En somme cet ouvrage ouvre cent portes, délivre mille petits secrets. Il offre une narration illustrée et analytique de la vie de Jésus et de Marie, mais surtout, tant par la richesse et la qualité des images que par les commentaires qui les accompagnent, il suscite chez le lecteur la même émotion que celle qu’éprouva le maître à composer son œuvre, et celle que le public ressentit, d’abord quand le retable fut triomphalement transporté de la bottega de l’artiste à la cathédrale de Sienne, puis quand il contempla l’œuvre installée sur le maître-autel (même si le recto du retable n’était visible que des religieux). Une œuvre bien loin de s’adresser aux analphabètes, comme on considère souvent – non sans raison – les fresques narratives de l’histoire sainte, visant à éveiller la participation émotionnelle des fidèles, invités à vivre eux aussi la Passion du Christ et à sentir dans leur âme les sept douleurs qui percèrent le cœur de Marie.

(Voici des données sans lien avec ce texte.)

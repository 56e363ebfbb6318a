//! Wire framing for the probe protocol: a client opens a TCP stream to
//! `127.0.0.1:{2000 + board_x}`, writes one [`ProbeRequest`] per query and
//! reads back the [`ProbeResponse`] pair (Black-to-move record, then
//! White-to-move). The protocol is explicitly local-only, so both ends just
//! use host byte order; there is no network-to-host conversion step.

use std::io::{self, Read, Write};

use crate::error::ProtocolError;
use crate::record::RecordView;

const REQUEST_BYTES: usize = 6;
const RESPONSE_RECORD_BYTES: usize = 4;
const RESPONSE_BYTES: usize = 2 * RESPONSE_RECORD_BYTES;
const PLY_ENCODED_BITS: u32 = 11;
const CLASSIFICATION_BITS: u32 = 5;

/// One probe query: a (black king, white king, white rook) square triple as
/// absolute board coordinates, each 0-255.
#[derive(Debug, Clone, Copy, PartialEq, Eq)]
pub struct ProbeRequest {
    pub bkx: u8,
    pub bky: u8,
    pub wkx: u8,
    pub wky: u8,
    pub wrx: u8,
    pub wry: u8,
}

impl ProbeRequest {
    pub fn new(bkx: u8, bky: u8, wkx: u8, wky: u8, wrx: u8, wry: u8) -> Self {
        Self { bkx, bky, wkx, wky, wrx, wry }
    }

    /// Reads one request. Returns `Ok(None)` on a clean end-of-stream before
    /// any bytes arrive (the peer is closing the connection between
    /// requests); a connection closed partway through the six request bytes
    /// is a [`ProtocolError::TruncatedRequest`].
    pub fn read_from<R: Read>(r: &mut R) -> Result<Option<Self>, ProtocolError> {
        let mut buf = [0u8; REQUEST_BYTES];
        let mut filled = 0;
        loop {
            match r.read(&mut buf[filled..]) {
                Ok(0) => break,
                Ok(n) => filled += n,
                Err(e) if e.kind() == io::ErrorKind::Interrupted => continue,
                Err(e) => return Err(e.into()),
            }
            if filled == REQUEST_BYTES {
                break;
            }
        }
        if filled == 0 {
            return Ok(None);
        }
        if filled != REQUEST_BYTES {
            return Err(ProtocolError::TruncatedRequest(filled, REQUEST_BYTES));
        }
        Ok(Some(Self { bkx: buf[0], bky: buf[1], wkx: buf[2], wky: buf[3], wrx: buf[4], wry: buf[5] }))
    }

    pub fn write_to<W: Write>(&self, w: &mut W) -> io::Result<()> {
        w.write_all(&[self.bkx, self.bky, self.wkx, self.wky, self.wrx, self.wry])
    }
}

/// One side's resolved state as sent over the wire: the ply field encoded
/// the same way as the on-disk record (`ply + 1`, 0 = unknown) but narrowed
/// to the protocol's fixed 11-bit width, the 5-bit classification bitset,
/// and a 16-bit child count.
#[derive(Debug, Clone, Copy, PartialEq, Eq)]
pub struct ProbeResponseRecord {
    pub ply_encoded: u16,
    pub classification: u8,
    pub children: u16,
}

impl ProbeResponseRecord {
    /// Builds a wire record from a decoded [`RecordView`]. Saturates rather
    /// than panics if a record store built for a larger board somehow
    /// carries a ply past the protocol's 11-bit budget; the target 64x64
    /// configuration's `ply_bits` is 11, so this never triggers there.
    pub fn from_view(view: &RecordView) -> Self {
        let ply_encoded = match view.ply {
            Some(p) => (p as u64 + 1).min((1u64 << PLY_ENCODED_BITS) - 1) as u16,
            None => 0,
        };
        Self { ply_encoded, classification: view.classification, children: view.children as u16 }
    }

    fn pack(&self) -> [u8; RESPONSE_RECORD_BYTES] {
        let head = (self.ply_encoded << CLASSIFICATION_BITS) | (self.classification as u16);
        let mut out = [0u8; RESPONSE_RECORD_BYTES];
        out[0..2].copy_from_slice(&head.to_ne_bytes());
        out[2..4].copy_from_slice(&self.children.to_ne_bytes());
        out
    }

    fn unpack(bytes: [u8; RESPONSE_RECORD_BYTES]) -> Self {
        let head = u16::from_ne_bytes([bytes[0], bytes[1]]);
        let children = u16::from_ne_bytes([bytes[2], bytes[3]]);
        let classification = (head & ((1 << CLASSIFICATION_BITS) - 1)) as u8;
        let ply_encoded = head >> CLASSIFICATION_BITS;
        Self { ply_encoded, classification, children }
    }
}

/// The pair of responses a probe request produces: Black-to-move first,
/// White-to-move second.
#[derive(Debug, Clone, Copy, PartialEq, Eq)]
pub struct ProbeResponse {
    pub black: ProbeResponseRecord,
    pub white: ProbeResponseRecord,
}

impl ProbeResponse {
    pub fn write_to<W: Write>(&self, w: &mut W) -> io::Result<()> {
        w.write_all(&self.black.pack())?;
        w.write_all(&self.white.pack())
    }

    pub fn read_from<R: Read>(r: &mut R) -> Result<Self, ProtocolError> {
        let mut buf = [0u8; RESPONSE_BYTES];
        r.read_exact(&mut buf)?;
        let black = ProbeResponseRecord::unpack(buf[0..4].try_into().unwrap());
        let white = ProbeResponseRecord::unpack(buf[4..8].try_into().unwrap());
        Ok(Self { black, white })
    }
}

#[cfg(test)]
mod tests {
    use super::*;
    use std::net::{TcpListener, TcpStream};

    #[test]
    fn request_round_trips_through_a_buffer() {
        let req = ProbeRequest::new(1, 2, 3, 4, 5, 6);
        let mut buf = Vec::new();
        req.write_to(&mut buf).unwrap();
        let mut cursor = &buf[..];
        let read_back = ProbeRequest::read_from(&mut cursor).unwrap().unwrap();
        assert_eq!(req, read_back);
    }

    #[test]
    fn truncated_request_is_a_protocol_error() {
        let buf = [1u8, 2, 3];
        let mut cursor = &buf[..];
        let err = ProbeRequest::read_from(&mut cursor).unwrap_err();
        assert!(matches!(err, ProtocolError::TruncatedRequest(3, 6)));
    }

    #[test]
    fn empty_stream_is_a_clean_close_not_an_error() {
        let buf: [u8; 0] = [];
        let mut cursor = &buf[..];
        assert!(ProbeRequest::read_from(&mut cursor).unwrap().is_none());
    }

    #[test]
    fn response_round_trips_through_a_buffer() {
        let resp = ProbeResponse {
            black: ProbeResponseRecord { ply_encoded: 7, classification: 0b10101, children: 12 },
            white: ProbeResponseRecord { ply_encoded: 0, classification: 0, children: 0 },
        };
        let mut buf = Vec::new();
        resp.write_to(&mut buf).unwrap();
        let mut cursor = &buf[..];
        let read_back = ProbeResponse::read_from(&mut cursor).unwrap();
        assert_eq!(resp, read_back);
    }

    #[test]
    fn request_response_over_a_real_loopback_socket() {
        let listener = TcpListener::bind("127.0.0.1:0").unwrap();
        let addr = listener.local_addr().unwrap();

        let server = std::thread::spawn(move || {
            let (mut stream, _) = listener.accept().unwrap();
            let request = ProbeRequest::read_from(&mut stream).unwrap().unwrap();
            let response = ProbeResponse {
                black: ProbeResponseRecord { ply_encoded: (request.bkx as u16) + 1, classification: 16, children: 3 },
                white: ProbeResponseRecord { ply_encoded: 0, classification: 20, children: 0 },
            };
            response.write_to(&mut stream).unwrap();
        });

        let mut client = TcpStream::connect(addr).unwrap();
        let request = ProbeRequest::new(9, 0, 0, 0, 0, 0);
        request.write_to(&mut client).unwrap();
        let response = ProbeResponse::read_from(&mut client).unwrap();
        assert_eq!(response.black.ply_encoded, 10);
        assert_eq!(response.black.classification, 16);
        assert_eq!(response.white.classification, 20);

        server.join().unwrap();
    }
}
//! The `compare-tablebase` binary: opens two completed builds for
//! the same board configuration and streams every differing record to
//! stdout. This doubles as a round-trip/byte-equality check between two
//! independently produced files rather than the same store written then
//! read back.

use std::path::PathBuf;
use std::process::ExitCode;

use clap::Parser;
use log::{error, info, warn};

use krktb::config::BoardArgs;
use krktb::persistence;
use krktb::position::Side;

/// Diffs two King+Rook vs King tablebase builds for the same board.
#[derive(Parser, Debug)]
#[command(author, version, about)]
struct Cli {
    /// Prefix directory of the first ("left") build.
    left_prefix: PathBuf,

    /// Prefix directory of the second ("right") build.
    right_prefix: PathBuf,

    #[command(flatten)]
    board: BoardArgs,
}

fn main() -> ExitCode {
    env_logger::init();
    let cli = Cli::parse();

    let config = match cli.board.to_board_config() {
        Ok(config) => config,
        Err(err) => {
            error!("invalid board configuration: {err}");
            return ExitCode::from(2);
        }
    };

    let left_path = persistence::table_path(&cli.left_prefix, &config);
    let right_path = persistence::table_path(&cli.right_prefix, &config);

    let (left, left_levels) = match persistence::open_mmap(&left_path, &config) {
        Ok(pair) => pair,
        Err(err) => {
            error!("failed to open {}: {err}", left_path.display());
            return ExitCode::from(1);
        }
    };
    let (right, right_levels) = match persistence::open_mmap(&right_path, &config) {
        Ok(pair) => pair,
        Err(err) => {
            error!("failed to open {}: {err}", right_path.display());
            return ExitCode::from(1);
        }
    };

    if left_levels != right_levels {
        warn!("level counts differ: left={left_levels} right={right_levels}");
    }

    let mut differences = 0u64;
    for side in [Side::Black, Side::White] {
        for idx in 0..config.total_positions {
            let l = left.get_raw(side, idx);
            let r = right.get_raw(side, idx);
            if l == r {
                continue;
            }
            differences += 1;
            let (bk, wk, wr) = config.decode(idx);
            println!(
                "{side:?} idx={idx} bk={bk:?} wk={wk:?} wr={wr:?} left={:?} right={:?}",
                left.layout().decode(l),
                right.layout().decode(r),
            );
        }
    }

    if differences == 0 {
        info!("no differences across {} records", 2 * config.total_positions);
        ExitCode::SUCCESS
    } else {
        warn!("{differences} differing records");
        ExitCode::from(1)
    }
}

Interprétant de façon à la fois fidèle et personnelle les quatre Évangiles et quelques textes populaires de la tradition, s’écartant de la rigide iconographie byzantine mais conservant la lumière des fonds d’or et le vêtement chrysographié du Christ ressuscité, Duccio, comme l’écrit Michel Feuillet en conclusion de son ouvrage, « fait resplendir l’Évangile en majesté ». Et Michel Feuillet lui-même, grâce à sa patiente et généreuse exégèse, par ce beau livre d’art le met à notre portée.